WORK TO BE COMPLETED: In the data below, find each line that contains the word "BookmarkId" and copy it.

• • • • •

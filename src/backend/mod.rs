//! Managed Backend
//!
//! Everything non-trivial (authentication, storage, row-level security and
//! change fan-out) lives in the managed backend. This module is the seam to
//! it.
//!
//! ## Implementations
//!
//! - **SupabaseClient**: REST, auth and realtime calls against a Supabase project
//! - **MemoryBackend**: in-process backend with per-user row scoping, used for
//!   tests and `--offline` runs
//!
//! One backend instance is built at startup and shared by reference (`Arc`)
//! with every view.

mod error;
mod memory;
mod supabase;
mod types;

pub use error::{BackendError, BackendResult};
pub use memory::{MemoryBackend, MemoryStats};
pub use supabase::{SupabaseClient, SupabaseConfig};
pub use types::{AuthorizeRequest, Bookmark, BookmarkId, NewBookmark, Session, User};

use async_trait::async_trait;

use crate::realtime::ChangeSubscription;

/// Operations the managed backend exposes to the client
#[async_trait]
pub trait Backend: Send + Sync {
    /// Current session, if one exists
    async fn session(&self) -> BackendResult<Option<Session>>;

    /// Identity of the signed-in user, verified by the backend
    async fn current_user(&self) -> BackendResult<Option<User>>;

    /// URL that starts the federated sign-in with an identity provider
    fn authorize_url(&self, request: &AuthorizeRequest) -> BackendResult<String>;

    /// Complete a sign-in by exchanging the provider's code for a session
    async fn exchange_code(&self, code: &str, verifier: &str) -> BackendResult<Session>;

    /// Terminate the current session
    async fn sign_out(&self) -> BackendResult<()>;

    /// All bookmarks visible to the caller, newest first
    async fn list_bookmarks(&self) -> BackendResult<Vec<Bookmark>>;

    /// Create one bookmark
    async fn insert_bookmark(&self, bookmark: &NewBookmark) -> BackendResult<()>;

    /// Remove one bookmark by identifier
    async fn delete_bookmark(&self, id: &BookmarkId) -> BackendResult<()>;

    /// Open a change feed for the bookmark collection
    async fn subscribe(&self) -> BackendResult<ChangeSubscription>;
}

• • • • •

RESPONSE TO THE TASK:
pub use types::{AuthorizeRequest, Bookmark, BookmarkId, NewBookmark, Session, User};
    async fn delete_bookmark(&self, id: &BookmarkId) -> BackendResult<()>;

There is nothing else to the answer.